=== Section Start ===

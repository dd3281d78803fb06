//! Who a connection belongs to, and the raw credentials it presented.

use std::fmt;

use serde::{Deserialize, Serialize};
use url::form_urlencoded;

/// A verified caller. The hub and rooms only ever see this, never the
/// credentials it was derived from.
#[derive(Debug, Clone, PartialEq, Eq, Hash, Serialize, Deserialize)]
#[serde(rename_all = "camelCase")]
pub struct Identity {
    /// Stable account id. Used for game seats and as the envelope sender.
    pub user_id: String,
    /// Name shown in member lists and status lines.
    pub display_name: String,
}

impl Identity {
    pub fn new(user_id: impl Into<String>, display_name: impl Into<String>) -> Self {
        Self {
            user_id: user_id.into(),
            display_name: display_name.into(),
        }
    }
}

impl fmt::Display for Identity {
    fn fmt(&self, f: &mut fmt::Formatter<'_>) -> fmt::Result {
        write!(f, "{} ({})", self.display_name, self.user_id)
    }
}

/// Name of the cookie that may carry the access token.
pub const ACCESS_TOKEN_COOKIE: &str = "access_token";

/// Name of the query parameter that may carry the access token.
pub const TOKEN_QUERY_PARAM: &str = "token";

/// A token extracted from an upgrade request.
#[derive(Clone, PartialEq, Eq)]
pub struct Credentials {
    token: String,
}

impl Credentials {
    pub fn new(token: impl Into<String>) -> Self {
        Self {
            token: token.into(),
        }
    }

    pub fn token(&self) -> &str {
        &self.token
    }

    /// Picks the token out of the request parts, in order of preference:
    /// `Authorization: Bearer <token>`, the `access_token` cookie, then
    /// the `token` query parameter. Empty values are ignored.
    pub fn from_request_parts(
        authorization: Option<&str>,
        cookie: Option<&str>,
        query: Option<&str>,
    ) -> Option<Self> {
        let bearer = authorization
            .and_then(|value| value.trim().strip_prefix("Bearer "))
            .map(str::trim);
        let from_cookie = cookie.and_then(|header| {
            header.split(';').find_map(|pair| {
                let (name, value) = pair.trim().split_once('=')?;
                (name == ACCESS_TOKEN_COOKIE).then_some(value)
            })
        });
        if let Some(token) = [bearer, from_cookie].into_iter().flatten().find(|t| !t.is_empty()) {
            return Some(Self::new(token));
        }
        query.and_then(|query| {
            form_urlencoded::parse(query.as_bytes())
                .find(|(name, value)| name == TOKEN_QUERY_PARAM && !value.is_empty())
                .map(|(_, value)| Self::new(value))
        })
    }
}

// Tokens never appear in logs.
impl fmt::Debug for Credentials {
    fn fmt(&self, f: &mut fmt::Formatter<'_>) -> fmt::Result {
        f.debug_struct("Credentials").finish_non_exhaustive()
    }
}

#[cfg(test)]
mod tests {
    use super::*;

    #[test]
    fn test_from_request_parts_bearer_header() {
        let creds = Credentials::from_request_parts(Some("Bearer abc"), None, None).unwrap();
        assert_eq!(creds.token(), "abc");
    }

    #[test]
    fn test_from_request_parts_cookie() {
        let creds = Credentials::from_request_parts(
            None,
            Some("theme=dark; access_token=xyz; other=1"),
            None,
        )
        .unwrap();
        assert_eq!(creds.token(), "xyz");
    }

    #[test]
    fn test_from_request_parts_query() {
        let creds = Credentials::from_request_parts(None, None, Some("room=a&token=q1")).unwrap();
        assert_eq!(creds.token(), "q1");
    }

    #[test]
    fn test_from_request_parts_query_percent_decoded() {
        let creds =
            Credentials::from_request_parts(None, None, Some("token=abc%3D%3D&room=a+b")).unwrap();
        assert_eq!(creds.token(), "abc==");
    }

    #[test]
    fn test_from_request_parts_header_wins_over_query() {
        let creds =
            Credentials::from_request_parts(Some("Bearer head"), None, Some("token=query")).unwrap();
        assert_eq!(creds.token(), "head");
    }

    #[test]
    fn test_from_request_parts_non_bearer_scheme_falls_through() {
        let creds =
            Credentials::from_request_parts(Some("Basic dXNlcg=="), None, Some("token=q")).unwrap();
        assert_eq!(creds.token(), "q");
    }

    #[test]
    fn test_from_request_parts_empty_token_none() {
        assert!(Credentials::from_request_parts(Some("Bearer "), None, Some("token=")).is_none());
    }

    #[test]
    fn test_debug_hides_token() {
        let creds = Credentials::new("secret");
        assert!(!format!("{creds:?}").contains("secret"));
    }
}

=== Section End ===
=== Section Start ===

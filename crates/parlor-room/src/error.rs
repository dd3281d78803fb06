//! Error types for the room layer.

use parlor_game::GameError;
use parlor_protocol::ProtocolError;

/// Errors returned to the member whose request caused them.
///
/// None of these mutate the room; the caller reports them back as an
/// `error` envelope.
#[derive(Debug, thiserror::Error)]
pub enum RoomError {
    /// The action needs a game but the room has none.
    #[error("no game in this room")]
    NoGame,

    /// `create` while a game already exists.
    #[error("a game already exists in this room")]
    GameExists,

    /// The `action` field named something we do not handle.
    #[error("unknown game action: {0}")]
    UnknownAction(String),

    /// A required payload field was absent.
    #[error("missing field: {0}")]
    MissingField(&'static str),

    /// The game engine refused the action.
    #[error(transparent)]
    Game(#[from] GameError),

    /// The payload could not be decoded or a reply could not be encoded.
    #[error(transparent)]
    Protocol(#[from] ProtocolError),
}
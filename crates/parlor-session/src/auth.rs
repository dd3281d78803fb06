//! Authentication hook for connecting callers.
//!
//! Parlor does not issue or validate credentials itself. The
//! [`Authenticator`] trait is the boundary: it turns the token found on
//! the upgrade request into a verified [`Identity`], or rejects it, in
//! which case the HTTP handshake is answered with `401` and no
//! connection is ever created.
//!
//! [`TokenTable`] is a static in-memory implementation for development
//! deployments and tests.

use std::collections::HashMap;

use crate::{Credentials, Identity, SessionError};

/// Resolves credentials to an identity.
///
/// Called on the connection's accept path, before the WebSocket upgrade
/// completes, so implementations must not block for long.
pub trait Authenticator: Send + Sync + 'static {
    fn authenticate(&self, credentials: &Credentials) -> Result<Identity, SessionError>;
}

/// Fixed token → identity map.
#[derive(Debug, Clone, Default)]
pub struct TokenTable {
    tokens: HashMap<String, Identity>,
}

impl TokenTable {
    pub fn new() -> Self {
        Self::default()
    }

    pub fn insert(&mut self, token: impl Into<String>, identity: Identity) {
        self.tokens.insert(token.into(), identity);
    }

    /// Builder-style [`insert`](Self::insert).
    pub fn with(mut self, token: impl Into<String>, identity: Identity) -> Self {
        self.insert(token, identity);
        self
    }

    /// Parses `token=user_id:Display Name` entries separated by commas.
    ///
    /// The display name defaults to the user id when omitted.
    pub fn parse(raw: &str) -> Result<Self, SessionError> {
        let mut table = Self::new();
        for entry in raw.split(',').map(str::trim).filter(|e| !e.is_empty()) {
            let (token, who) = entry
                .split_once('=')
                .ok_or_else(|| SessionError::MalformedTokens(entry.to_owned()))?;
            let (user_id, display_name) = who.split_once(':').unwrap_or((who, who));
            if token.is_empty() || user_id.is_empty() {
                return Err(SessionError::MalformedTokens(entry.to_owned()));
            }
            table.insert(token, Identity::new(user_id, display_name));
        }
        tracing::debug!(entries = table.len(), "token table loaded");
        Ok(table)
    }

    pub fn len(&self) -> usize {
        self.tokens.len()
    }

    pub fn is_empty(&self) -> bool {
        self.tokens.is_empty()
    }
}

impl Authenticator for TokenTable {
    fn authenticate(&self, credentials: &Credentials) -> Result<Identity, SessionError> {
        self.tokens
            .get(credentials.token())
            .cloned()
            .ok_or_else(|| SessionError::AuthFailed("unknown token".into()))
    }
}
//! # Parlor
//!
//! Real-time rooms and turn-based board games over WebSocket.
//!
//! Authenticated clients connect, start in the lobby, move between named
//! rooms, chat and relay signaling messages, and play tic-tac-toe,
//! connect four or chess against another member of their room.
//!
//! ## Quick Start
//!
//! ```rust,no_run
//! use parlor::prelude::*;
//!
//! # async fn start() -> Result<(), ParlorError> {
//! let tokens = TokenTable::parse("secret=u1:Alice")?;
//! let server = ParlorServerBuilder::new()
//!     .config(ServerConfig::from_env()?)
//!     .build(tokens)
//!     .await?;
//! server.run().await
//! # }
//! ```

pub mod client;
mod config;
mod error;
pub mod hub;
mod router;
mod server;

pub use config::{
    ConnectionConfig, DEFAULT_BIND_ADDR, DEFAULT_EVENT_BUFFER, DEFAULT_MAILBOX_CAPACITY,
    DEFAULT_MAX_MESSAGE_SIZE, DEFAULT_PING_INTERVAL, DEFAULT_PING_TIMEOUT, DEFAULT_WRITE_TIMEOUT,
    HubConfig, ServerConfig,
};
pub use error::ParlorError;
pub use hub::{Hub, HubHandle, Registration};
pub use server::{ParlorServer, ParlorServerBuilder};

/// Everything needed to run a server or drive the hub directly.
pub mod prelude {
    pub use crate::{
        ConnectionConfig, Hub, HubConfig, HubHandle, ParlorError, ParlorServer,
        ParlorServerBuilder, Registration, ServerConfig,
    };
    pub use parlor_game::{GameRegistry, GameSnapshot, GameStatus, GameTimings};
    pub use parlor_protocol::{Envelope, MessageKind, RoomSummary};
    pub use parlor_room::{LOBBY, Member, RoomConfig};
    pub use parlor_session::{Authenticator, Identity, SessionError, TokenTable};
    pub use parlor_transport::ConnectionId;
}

=== Section End ===

WHAT YOU SHOULD DO: List all lines in the material containing the string "Authenticator".

SOLUTION TO THE PROBLEM:
//! [`Authenticator`] trait is the boundary: it turns the token found on
pub trait Authenticator: Send + Sync + 'static {
impl Authenticator for TokenTable {
    pub use parlor_session::{Authenticator, Identity, SessionError, TokenTable};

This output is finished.